There are many uses for Web Scraping but I will mention just a few:

  • Contact Scraping
  • Data Mining
  • Online Price Change Monitoring & Price Comparison
  • Product Review Scraping: to watch your competition
  • Gathering Real Estate Listings
  • Weather Data Monitoring
  • Website Change Detection
  • Research
  • Tracking Online Presence and Reputation
  • Web Data Integration

What is Selenium?

Selenium is a Web Browser Automation Tool.

Primarily, it is for automating web applications for testing purposes, but is certainly not limited to just that. It allows you to open a browser of your choice & perform tasks as a human being would, such as:

  • Clicking buttons
  • Entering information in forms
  • Searching for specific information on the web pages

Point To Note

It is important to note that Web scraping is against most websites’ terms of service. Your IP address may be banned from a website if you scrape too frequently or maliciously.

What will we build?

In this tutorial we will build a web scraping program that will scrape a Github user profile and get the Repository Names and the Languages for the Pinned Repositories.

If you would like to jump straight into the project, here is link to the repo on Github.

https://github.com/TheDancerCodes/Selenium-Webscraping-Example

What will we require?

For this project we will use Python3.x. You can also use Python2.x but there may be some slight differences in the code.

NB: If you have Python 2 >=2.7.9 or Python 3 >=3.4 installed from python.org, you will already have pip installed.

We will also use the following packages and driver.

  • selenium package —used to automate web browser interaction from Python
  • ChromeDriver— provides a platform to launch and perform tasks in specified browser.
  • Virtualenv — to create an isolated Python environment for our project.
  • Extras: Selenium-Python ReadTheDocs Resource.

Project SetUp

Create a new project folder. Within that folder create an setup.py file. In this file, type in our dependency selenium.

Screenshot of project folder structure.

Open up your command line & create a virtual environment using the basic command:

$ virtualenv webscraping_example

Next, install the dependency into your virtualenv by running the following command in the terminal:

$(webscraping_example) pip install -r setup.py

Import Required Modules

Within the folder we created earlier, create a webscraping_example.py file and include the following code snippets.

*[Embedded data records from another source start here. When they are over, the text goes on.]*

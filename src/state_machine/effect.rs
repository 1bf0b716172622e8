//! Effects produced by state transitions

use crate::llm::CompletionError;

/// Effects to be executed after state transition
#[derive(Debug)]
pub enum Effect {
    /// Send the current transcript to the completion service
    RequestCompletion,

    /// Hand a reply to the caller
    DeliverReply { text: String },

    /// Report a failed completion. `discarded` is the user text that was
    /// rolled back out of the transcript.
    ReportFailure {
        error: CompletionError,
        discarded: String,
    },
}

impl Effect {
    pub fn deliver_reply(text: impl Into<String>) -> Self {
        Effect::DeliverReply { text: text.into() }
    }

    pub fn report_failure(error: CompletionError, discarded: impl Into<String>) -> Self {
        Effect::ReportFailure {
            error,
            discarded: discarded.into(),
        }
    }
}
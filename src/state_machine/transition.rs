//! Pure state transition function
//!
//! Given a state and an event, compute the next state and the effects the
//! runtime must carry out. No I/O happens here.

use super::{Effect, Event, SessionPhase, SessionState};
use crate::transcript::{Transcript, TranscriptError};
use thiserror::Error;

/// Result of a state transition
#[derive(Debug)]
pub struct TransitionResult {
    pub new_state: SessionState,
    pub effects: Vec<Effect>,
}

impl TransitionResult {
    pub fn new(state: SessionState) -> Self {
        Self {
            new_state: state,
            effects: vec![],
        }
    }

    pub fn with_effect(mut self, effect: Effect) -> Self {
        self.effects.push(effect);
        self
    }
}

/// Errors that can occur during transition
#[derive(Debug, Error, PartialEq, Eq)]
pub enum TransitionError {
    #[error("No conversation in progress; start one first")]
    NotStarted,
    #[error("A conversation is already in progress; reset it first")]
    AlreadyStarted,
    #[error("Still waiting for the previous reply")]
    Busy,
    #[error(transparent)]
    Transcript(#[from] TranscriptError),
    #[error("Invalid transition: {0}")]
    InvalidTransition(String),
}

/// Pure transition function
///
/// On error the caller keeps its current state; nothing has changed.
pub fn transition(state: &SessionState, event: Event) -> Result<TransitionResult, TransitionError> {
    match (state.phase, event) {
        // ============================================================
        // Session lifecycle
        // ============================================================

        // NotStarted + Start -> Active with only the system turn
        (SessionPhase::NotStarted, Event::Start { persona }) => {
            debug_assert!(state.transcript.is_empty());
            let transcript = Transcript::start(&persona)?;
            Ok(TransitionResult::new(SessionState::with_phase(
                SessionPhase::Active,
                transcript,
            )))
        }

        (SessionPhase::Active, Event::Start { .. }) => Err(TransitionError::AlreadyStarted),

        // Reset discards the transcript; repeating it is harmless
        (SessionPhase::NotStarted | SessionPhase::Active, Event::Reset) => {
            Ok(TransitionResult::new(SessionState::with_phase(
                SessionPhase::NotStarted,
                Transcript::reset(),
            )))
        }

        // ============================================================
        // User messages
        // ============================================================

        // Active + UserMessage -> AwaitingCompletion
        (SessionPhase::Active, Event::UserMessage { text }) => {
            let mut transcript = state.transcript.clone();
            transcript.append_user(text)?;
            Ok(TransitionResult::new(SessionState::with_phase(
                SessionPhase::AwaitingCompletion,
                transcript,
            ))
            .with_effect(Effect::RequestCompletion))
        }

        (SessionPhase::NotStarted, Event::UserMessage { .. }) => Err(TransitionError::NotStarted),

        // Nothing else may touch the transcript while a request is in flight
        (
            SessionPhase::AwaitingCompletion,
            Event::Start { .. } | Event::UserMessage { .. } | Event::Reset,
        ) => Err(TransitionError::Busy),

        // ============================================================
        // Completion results
        // ============================================================

        // AwaitingCompletion + success -> Active with the reply appended
        (SessionPhase::AwaitingCompletion, Event::CompletionSucceeded { text }) => {
            let mut transcript = state.transcript.clone();
            transcript.append_assistant(text.clone());
            Ok(TransitionResult::new(SessionState::with_phase(
                SessionPhase::Active,
                transcript,
            ))
            .with_effect(Effect::deliver_reply(text)))
        }

        // AwaitingCompletion + failure -> Active with the user turn removed
        (SessionPhase::AwaitingCompletion, Event::CompletionFailed { error }) => {
            let mut transcript = state.transcript.clone();
            let discarded = transcript.rollback_last_user()?;
            Ok(TransitionResult::new(SessionState::with_phase(
                SessionPhase::Active,
                transcript,
            ))
            .with_effect(Effect::report_failure(error, discarded.into_text())))
        }

        (
            phase @ (SessionPhase::NotStarted | SessionPhase::Active),
            event @ (Event::CompletionSucceeded { .. } | Event::CompletionFailed { .. }),
        ) => Err(TransitionError::InvalidTransition(format!(
            "{} while {}: no completion pending",
            event.name(),
            phase.as_str()
        ))),
    }
}
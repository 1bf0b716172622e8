//! Session state machine
//!
//! Pure transitions over session state; the runtime executes the effects.

mod effect;
pub mod event;
pub mod state;
pub(crate) mod transition;

#[cfg(test)]
mod proptests;

pub use effect::Effect;
pub use event::Event;
pub use state::{SessionPhase, SessionState};
pub use transition::{transition, TransitionError};
//! Conversation transcript
//!
//! An ordered list of turns: one system instruction naming the persona,
//! followed by alternating user and assistant turns. The transcript has no
//! knowledge of the network; it only enforces how it may be extended.


use serde::{Deserialize, Serialize};
use thiserror::Error;

/// Speaker of a turn
#[derive(Debug, Clone, Copy, PartialEq, Eq, Hash, Serialize, Deserialize)]
#[serde(rename_all = "lowercase")]
pub enum Role {
    System,
    User,
    Assistant,
}

impl Role {
    /// Role name as it appears on the wire
    pub fn as_str(self) -> &'static str {
        match self {
            Role::System => "system",
            Role::User => "user",
            Role::Assistant => "assistant",
        }
    }
}

/// A single utterance. Immutable once appended.
#[derive(Debug, Clone, PartialEq, Eq, Serialize, Deserialize)]
pub struct Turn {
    role: Role,
    text: String,
}

impl Turn {
    pub fn role(&self) -> Role {
        self.role
    }

    pub fn text(&self) -> &str {
        &self.text
    }

    pub fn into_text(self) -> String {
        self.text
    }
}

/// Errors from local transcript validation
#[derive(Debug, Clone, PartialEq, Eq, Error)]
pub enum TranscriptError {
    #[error("Please enter a celebrity name")]
    InvalidPersona,
    #[error("Message must not be empty")]
    EmptyMessage,
    #[error("No unanswered user turn to roll back")]
    NothingToRollback,
}

/// Build the system instruction for a persona.
pub fn persona_instruction(persona: &str) -> String {
    format!(
        "You are {persona}. Embody their personality, speaking patterns, and viewpoints. \
         Keep responses conversational and engaging while maintaining their authentic voice. \
         Limit responses to 2-3 sentences for natural conversation flow."
    )
}

/// Ordered sequence of turns.
///
/// Index 0, when present, is always the system turn written by
/// [`Transcript::start`]; nothing can replace or remove it afterwards.
#[derive(Debug, Clone, Default, PartialEq, Eq, Serialize, Deserialize)]
pub struct Transcript {
    turns: Vec<Turn>,
}

impl Transcript {
    /// Begin a conversation with `persona`.
    pub fn start(persona: &str) -> Result<Self, TranscriptError> {
        if persona.trim().is_empty() {
            return Err(TranscriptError::InvalidPersona);
        }

        Ok(Self {
            turns: vec![Turn {
                role: Role::System,
                text: persona_instruction(persona),
            }],
        })
    }

    /// An empty transcript, as held by a session that has not started.
    pub fn reset() -> Self {
        Self::default()
    }

    /// Append a user turn. On error the transcript is left untouched.
    pub fn append_user(&mut self, text: impl Into<String>) -> Result<(), TranscriptError> {
        let text = text.into();
        if text.trim().is_empty() {
            return Err(TranscriptError::EmptyMessage);
        }
        self.turns.push(Turn {
            role: Role::User,
            text,
        });
        Ok(())
    }

    /// Append an assistant turn. Provider output is trusted verbatim.
    pub fn append_assistant(&mut self, text: impl Into<String>) {
        self.turns.push(Turn {
            role: Role::Assistant,
            text: text.into(),
        });
    }

    /// Remove the last turn if it is a user turn, returning it.
    pub fn rollback_last_user(&mut self) -> Result<Turn, TranscriptError> {
        match self.last() {
            Some(turn) if turn.role == Role::User => {
                self.turns.pop().ok_or(TranscriptError::NothingToRollback)
            }
            _ => Err(TranscriptError::NothingToRollback),
        }
    }

    pub fn turns(&self) -> &[Turn] {
        &self.turns
    }

    pub fn len(&self) -> usize {
        self.turns.len()
    }

    pub fn is_empty(&self) -> bool {
        self.turns.is_empty()
    }

    pub fn last(&self) -> Option<&Turn> {
        self.turns.last()
    }

    /// True when the transcript opens with the system turn and ends with a
    /// user turn still waiting for a reply.
    pub fn awaits_reply(&self) -> bool {
        matches!(self.turns.first(), Some(t) if t.role == Role::System)
            && matches!(self.last(), Some(t) if t.role == Role::User)
    }

    /// Text of the most recent user turn
    #[cfg(test)]
    pub fn last_user_text(&self) -> Option<&str> {
        self.turns
            .iter()
            .rev()
            .find(|t| t.role == Role::User)
            .map(Turn::text)
    }
}
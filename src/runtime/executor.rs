//! Chat session executor

use super::SessionError;
use crate::llm::{Creativity, GenerationParameters, LlmService};
use crate::state_machine::{transition, Effect, Event, SessionState};
use crate::transcript::Transcript;

/// One conversation: its state, its tuning, and the provider it talks to.
///
/// Each operation feeds an event through the pure transition function and
/// runs the resulting effects. Submission takes `&mut self` for the whole
/// round trip, so a second message cannot start before the first resolves.
pub struct ChatSession<L: LlmService> {
    state: SessionState,
    params: GenerationParameters,
    llm: L,
}

impl<L: LlmService> ChatSession<L> {
    pub fn new(llm: L, params: GenerationParameters) -> Self {
        Self {
            state: SessionState::new(),
            params,
            llm,
        }
    }

    #[cfg(test)]
    pub fn phase(&self) -> crate::state_machine::SessionPhase {
        self.state.phase
    }

    pub fn transcript(&self) -> &Transcript {
        &self.state.transcript
    }

    pub fn params(&self) -> &GenerationParameters {
        &self.params
    }

    /// Persona for the next `start`. A running conversation keeps the
    /// persona it was started with.
    pub fn set_persona(&mut self, persona: impl Into<String>) {
        self.params.persona = persona.into();
    }

    /// Applies from the next request on
    pub fn set_creativity(&mut self, creativity: Creativity) {
        self.params.creativity = creativity;
    }

    /// Begin a conversation with the current persona
    pub async fn start(&mut self) -> Result<(), SessionError> {
        let persona = self.params.persona.clone();
        self.process(Event::Start { persona }).await?;
        tracing::info!(persona = %self.params.persona, "Conversation started");
        Ok(())
    }

    /// Send a user message and wait for the reply.
    ///
    /// On failure the message is removed from the transcript again and
    /// returned inside the error so the caller can offer it for retry.
    pub async fn submit(&mut self, text: impl Into<String>) -> Result<String, SessionError> {
        let reply = self.process(Event::UserMessage { text: text.into() }).await?;
        reply.ok_or(SessionError::NoReply)
    }

    /// Drop the conversation and return to `NotStarted`
    pub async fn reset(&mut self) -> Result<(), SessionError> {
        self.process(Event::Reset).await?;
        tracing::info!("Conversation reset");
        Ok(())
    }

    /// Run an event and every event its effects generate.
    ///
    /// Transitions apply to a working copy; `self.state` is only replaced
    /// once no request is in flight. Dropping the returned future mid-request
    /// therefore leaves the session as it was before the call.
    async fn process(&mut self, event: Event) -> Result<Option<String>, SessionError> {
        let mut state = self.state.clone();
        let mut events_to_process = vec![event];
        let mut reply = None;
        let mut failure = None;

        while let Some(current_event) = events_to_process.pop() {
            let event_name = current_event.name();
            let result = transition(&state, current_event)?;

            tracing::debug!(
                event = event_name,
                from = state.phase.as_str(),
                to = result.new_state.phase.as_str(),
                "Session transition"
            );
            state = result.new_state;

            for effect in result.effects {
                match effect {
                    Effect::RequestCompletion => {
                        events_to_process.push(self.request_completion(&state.transcript).await);
                    }
                    Effect::DeliverReply { text } => reply = Some(text),
                    Effect::ReportFailure { error, discarded } => {
                        tracing::warn!(
                            kind = error.kind().as_str(),
                            discarded_chars = discarded.chars().count(),
                            "Completion failed; user turn rolled back"
                        );
                        failure = Some(SessionError::Completion { error, discarded });
                    }
                }
            }
        }

        self.state = state;
        match failure {
            Some(error) => Err(error),
            None => Ok(reply),
        }
    }

    async fn request_completion(&self, transcript: &Transcript) -> Event {
        match self.llm.complete(transcript, &self.params).await {
            Ok(text) => Event::CompletionSucceeded { text },
            Err(error) => Event::CompletionFailed { error },
        }
    }
}
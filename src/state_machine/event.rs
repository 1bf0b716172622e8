//! Events that can occur in a session

use crate::llm::CompletionError;

/// Events that trigger state transitions
#[derive(Debug)]
pub enum Event {
    // User events
    Start { persona: String },
    UserMessage { text: String },
    Reset,

    // Completion events
    CompletionSucceeded { text: String },
    CompletionFailed { error: CompletionError },
}

impl Event {
    pub fn name(&self) -> &'static str {
        match self {
            Event::Start { .. } => "start",
            Event::UserMessage { .. } => "user_message",
            Event::Reset => "reset",
            Event::CompletionSucceeded { .. } => "completion_succeeded",
            Event::CompletionFailed { .. } => "completion_failed",
        }
    }
}
//! Provider configuration from the environment

use super::types::DEFAULT_MAX_OUTPUT_TOKENS;
use super::WireProfile;
use std::time::Duration;
use thiserror::Error;

const DEFAULT_MODEL: &str = "gpt-3.5-turbo";
const DEFAULT_BASE_URL: &str = "https://api.openai.com/v1";
const DEFAULT_TIMEOUT: Duration = Duration::from_secs(60);

/// Credential variables, in lookup order
const API_KEY_VARS: &[&str] = &["OPEN_AI_KEY", "OPENAI_API_KEY"];

/// Invalid configuration value
#[derive(Debug, Error, PartialEq, Eq)]
#[error("Invalid value `{value}` for {var}: {reason}")]
pub struct ConfigError {
    pub var: &'static str,
    pub value: String,
    pub reason: String,
}

/// Configuration for the completion provider
#[derive(Debug, Clone)]
pub struct LlmConfig {
    /// Bearer credential; `None` when nothing is configured
    pub api_key: Option<String>,
    pub model: String,
    pub base_url: String,
    pub profile: WireProfile,
    pub max_output_tokens: u32,
    pub timeout: Duration,
    /// Ask the responses endpoint to retain the exchange. Off unless
    /// `CELEBRITY_CHAT_STORE` enables it, whereas the endpoint's own
    /// default (and the Streamlit variant of this chat) is `true`.
    pub store: bool,
}

impl Default for LlmConfig {
    fn default() -> Self {
        Self {
            api_key: None,
            model: DEFAULT_MODEL.to_string(),
            base_url: DEFAULT_BASE_URL.to_string(),
            profile: WireProfile::default(),
            max_output_tokens: DEFAULT_MAX_OUTPUT_TOKENS,
            timeout: DEFAULT_TIMEOUT,
            store: false,
        }
    }
}

impl LlmConfig {
    /// Load `.env` from the working directory if present, then read the
    /// process environment.
    pub fn from_env() -> Result<Self, ConfigError> {
        match dotenvy::dotenv() {
            Ok(path) => tracing::debug!(path = %path.display(), "Loaded .env"),
            Err(e) if e.not_found() => {}
            Err(e) => tracing::warn!(error = %e, "Ignoring unreadable .env"),
        }
        Self::from_lookup(|var| std::env::var(var).ok())
    }

    /// Build from an arbitrary variable lookup
    pub fn from_lookup<F>(lookup: F) -> Result<Self, ConfigError>
    where
        F: Fn(&str) -> Option<String>,
    {
        let defaults = Self::default();
        let get = |var: &str| lookup(var).filter(|v| !v.trim().is_empty());

        let api_key = API_KEY_VARS
            .iter()
            .find_map(|&var| get(var))
            .map(|key| key.trim().to_string());

        let profile = match get("CELEBRITY_CHAT_PROFILE") {
            Some(value) => value.parse().map_err(|reason| ConfigError {
                var: "CELEBRITY_CHAT_PROFILE",
                value,
                reason,
            })?,
            None => defaults.profile,
        };

        let max_output_tokens = match get("CELEBRITY_CHAT_MAX_TOKENS") {
            Some(value) => parse_positive("CELEBRITY_CHAT_MAX_TOKENS", value)?,
            None => defaults.max_output_tokens,
        };

        let timeout = match get("CELEBRITY_CHAT_TIMEOUT_SECS") {
            Some(value) => {
                let secs = parse_positive("CELEBRITY_CHAT_TIMEOUT_SECS", value)?;
                Duration::from_secs(secs.into())
            }
            None => defaults.timeout,
        };

        let store = match get("CELEBRITY_CHAT_STORE") {
            Some(value) => parse_flag("CELEBRITY_CHAT_STORE", value)?,
            None => defaults.store,
        };

        Ok(Self {
            api_key,
            model: get("CELEBRITY_CHAT_MODEL").unwrap_or(defaults.model),
            base_url: get("CELEBRITY_CHAT_BASE_URL").unwrap_or(defaults.base_url),
            profile,
            max_output_tokens,
            timeout,
            store,
        })
    }

    pub fn has_api_key(&self) -> bool {
        self.api_key.as_deref().is_some_and(|k| !k.trim().is_empty())
    }
}

fn parse_positive(var: &'static str, value: String) -> Result<u32, ConfigError> {
    match value.trim().parse::<u32>() {
        Ok(n) if n > 0 => Ok(n),
        _ => Err(ConfigError {
            var,
            value,
            reason: "expected a positive integer".to_string(),
        }),
    }
}

fn parse_flag(var: &'static str, value: String) -> Result<bool, ConfigError> {
    match value.trim().to_ascii_lowercase().as_str() {
        "1" | "true" | "yes" | "on" => Ok(true),
        "0" | "false" | "no" | "off" => Ok(false),
        _ => Err(ConfigError {
            var,
            value,
            reason: "expected true or false".to_string(),
        }),
    }
}
//! Runtime for executing chat sessions

mod executor;

pub use executor::ChatSession;

use crate::llm::CompletionError;
use crate::state_machine::TransitionError;
use thiserror::Error;

/// Errors surfaced to whoever drives a session
#[derive(Debug, Error)]
pub enum SessionError {
    /// Rejected locally; the session is unchanged
    #[error(transparent)]
    Transition(#[from] TransitionError),

    /// The provider call failed and `discarded` was rolled back
    #[error("{error}")]
    Completion {
        #[source]
        error: CompletionError,
        discarded: String,
    },

    #[error("Completion finished without a reply")]
    NoReply,
}
//! JSON messages exchanged with the endpoint under test.

use serde::{Deserialize, Serialize};
use serde_json::{Map, Value};

pub const HEARTBEAT_RESPONSE: &str = "heartbeat_response";

#[derive(Serialize, Deserialize, Debug, Clone, PartialEq)]
#[serde(tag = "type", rename_all = "snake_case")]
pub enum OutgoingMessage {
    Command {
        command: String,
        timestamp: f64,
        data: Value,
    },
    Heartbeat {
        timestamp: f64,
    },
}

impl OutgoingMessage {
    pub fn command(command: impl Into<String>, data: Option<Value>) -> Self {
        OutgoingMessage::Command {
            command: command.into(),
            timestamp: unix_timestamp(),
            data: data.unwrap_or_else(|| Value::Object(Map::new())),
        }
    }

    pub fn heartbeat() -> Self {
        OutgoingMessage::Heartbeat {
            timestamp: unix_timestamp(),
        }
    }
}

/// The fields of a command reply the checks look at. Anything else the
/// server sends is kept in `extra` so it can be logged. Only `success` has a
/// required shape; `error` and `transcription` may be any JSON value.
#[derive(Deserialize, Debug, Clone, Default, PartialEq)]
#[serde(default)]
pub struct CommandResponse {
    pub success: bool,
    pub error: Option<Value>,
    pub transcription: Option<Value>,
    #[serde(flatten)]
    pub extra: Map<String, Value>,
}

impl CommandResponse {
    pub fn from_value(value: &Value) -> serde_json::Result<Self> {
        CommandResponse::deserialize(value)
    }

    pub fn error_message(&self) -> String {
        match &self.error {
            None | Some(Value::Null) => "Unknown error".to_string(),
            Some(Value::String(text)) => text.clone(),
            Some(other) => other.to_string(),
        }
    }

    /// The transcription text, empty when missing or not a string.
    pub fn transcription_text(&self) -> &str {
        self.transcription
            .as_ref()
            .and_then(Value::as_str)
            .unwrap_or_default()
    }
}

pub fn is_reply_to(value: &Value, command: &str) -> bool {
    value.get("command").and_then(Value::as_str) == Some(command)
}

pub fn is_heartbeat_response(value: &Value) -> bool {
    value.get("type").and_then(Value::as_str) == Some(HEARTBEAT_RESPONSE)
}

fn unix_timestamp() -> f64 {
    chrono::Utc::now().timestamp_millis() as f64 / 1000.0
}
use std::io::Write;

use env_logger::Env;
use log::LevelFilter;

/// Installs `[HH:MM:SS] LEVEL: message` logging. `RUST_LOG` wins over the
/// verbosity flag when set.
pub fn init(verbose: bool) {
    let default = if verbose { "debug" } else { "info" };
    let _ = env_logger::Builder::from_env(Env::default().default_filter_or(default))
        .filter_module("tungstenite", LevelFilter::Warn)
        .filter_module("tokio_tungstenite", LevelFilter::Warn)
        .format(|buf, record| {
            writeln!(
                buf,
                "[{}] {}: {}",
                chrono::Local::now().format("%H:%M:%S"),
                record.level(),
                record.args()
            )
        })
        .try_init();
}
use std::process::ExitCode;
use std::time::Duration;

use clap::Parser;
use log::debug;
use ws_command_tester::config::{DEFAULT_HOST, DEFAULT_PORT, TesterConfig, ws_url};
use ws_command_tester::{SuiteReport, logging, run_suite};

/// Test a WebSocket server's command handlers
#[derive(Debug, Parser)]
#[command(name = "ws-command-tester")]
#[command(version, about, long_about = None)]
struct Cli {
    /// WebSocket server host
    #[arg(long, default_value = DEFAULT_HOST)]
    host: String,

    /// WebSocket server port
    #[arg(long, default_value_t = DEFAULT_PORT)]
    port: u16,

    /// Full ws:// or wss:// URL, overrides --host and --port
    #[arg(long)]
    url: Option<String>,

    /// Seconds to wait for each command response
    #[arg(long, default_value_t = 3)]
    timeout: u64,

    /// Seconds to wait for the heartbeat response
    #[arg(long, default_value_t = 1)]
    heartbeat_wait: u64,

    /// Milliseconds to pause between checks
    #[arg(long, default_value_t = 500)]
    delay: u64,

    /// Seconds to wait for the connection handshake
    #[arg(long, default_value_t = 5)]
    connect_timeout: u64,

    /// Only run the named checks (command or display name), repeatable
    #[arg(long = "only", value_name = "CHECK")]
    only: Vec<String>,

    /// Enable debug logging
    #[arg(short, long)]
    verbose: bool,
}

impl Cli {
    fn into_config(self) -> TesterConfig {
        TesterConfig {
            url: self.url.unwrap_or_else(|| ws_url(&self.host, self.port)),
            connect_timeout: Duration::from_secs(self.connect_timeout),
            response_timeout: Duration::from_secs(self.timeout),
            heartbeat_wait: Duration::from_secs(self.heartbeat_wait),
            delay_between_tests: Duration::from_millis(self.delay),
            only: self.only,
            ..TesterConfig::default()
        }
    }
}

/// 0 when every check passed, 1 otherwise.
fn exit_status(report: &SuiteReport) -> u8 {
    if report.all_passed() { 0 } else { 1 }
}

#[tokio::main]
async fn main() -> ExitCode {
    let cli = Cli::parse();
    logging::init(cli.verbose);

    let config = cli.into_config();
    if let Err(e) = config.validate() {
        println!("Fatal error: {e}");
        return ExitCode::FAILURE;
    }
    debug!("{config:?}");

    tokio::select! {
        report = run_suite(&config) => {
            report.log_summary();
            ExitCode::from(exit_status(&report))
        }
        Ok(()) = tokio::signal::ctrl_c() => {
            println!();
            println!("Test interrupted by user");
            ExitCode::SUCCESS
        }
    }
}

from selenium import webdriver 
from selenium.webdriver.common.by import By
from selenium.webdriver.support.ui import WebDriverWait
from selenium.webdriver.support import expected_conditions as EC
from selenium.common.exceptions import TimeoutException
  • 1st import: Allows you to launch/initialise a browser.
  • 2nd import: Allows you to search for things using specific parameters.
  • 3rd import: Allows you to wait for a page to load.
  • 4th import: Specify what you are looking for on a specific page in order to determine that the webpage has loaded.
  • 5th import: Handling a timeout situation.

Create new instance of Chrome in Incognito mode

First we start by adding the incognito argument to our webdriver.

option = webdriver.ChromeOptions()
option.add_argument(“ — incognito”)

Next we create a new instance of Chrome.

browser = webdriver.Chrome(executable_path=’/Library/Application Support/Google/chromedriver’, chrome_options=option)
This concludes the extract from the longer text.